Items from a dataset
--- START ---

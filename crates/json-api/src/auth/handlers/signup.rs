//! Signup Handler

use std::sync::Arc;

use salvo::{
    oapi::{ToSchema, extract::JsonBody},
    prelude::*,
};
use serde::{Deserialize, Serialize};

use atelier_app::auth::{IssuedSession, NewUser};

use crate::{
    auth::{errors::into_status_error, handlers::me::UserResponse},
    extensions::*,
    state::State,
};

/// Signup Request
#[derive(Debug, Serialize, Deserialize, ToSchema)]
pub(crate) struct SignupRequest {
    pub name: String,
    pub email: String,
    pub password: String,
    pub phone: String,
    pub organization: String,
}

impl From<SignupRequest> for NewUser {
    fn from(request: SignupRequest) -> Self {
        Self {
            name: request.name,
            email: request.email,
            password: request.password,
            phone: request.phone,
            organization: request.organization,
        }
    }
}

/// Issued session: bearer token plus the account it identifies.
#[derive(Debug, Serialize, Deserialize, ToSchema)]
pub(crate) struct SessionResponse {
    pub token: String,
    pub user: UserResponse,
}

impl From<IssuedSession> for SessionResponse {
    fn from(session: IssuedSession) -> Self {
        Self {
            token: session.token,
            user: UserResponse::from(&session.user),
        }
    }
}

/// Signup Handler
///
/// Registers an account and returns a session token.
#[endpoint(
    tags("auth"),
    summary = "Sign up",
    responses(
        (status_code = StatusCode::CREATED, description = "Account created"),
        (status_code = StatusCode::CONFLICT, description = "Email already registered"),
        (status_code = StatusCode::BAD_REQUEST, description = "Bad Request"),
    ),
)]
pub(crate) async fn handler(
    json: JsonBody<SignupRequest>,
    depot: &mut Depot,
    res: &mut Response,
) -> Result<Json<SessionResponse>, StatusError> {
    let state = depot.obtain_or_500::<Arc<State>>()?;

    let session = state
        .app
        .auth
        .signup(json.into_inner().into())
        .await
        .map_err(into_status_error)?;

    res.status_code(StatusCode::CREATED);

    Ok(Json(session.into()))
}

--- END ---

TASK TO COMPLETE: For each line in the data that holds the word "CREATED", copy the line.

SOLUTION FOR THIS TASK:
        (status_code = StatusCode::CREATED, description = "Account created"),
    res.status_code(StatusCode::CREATED);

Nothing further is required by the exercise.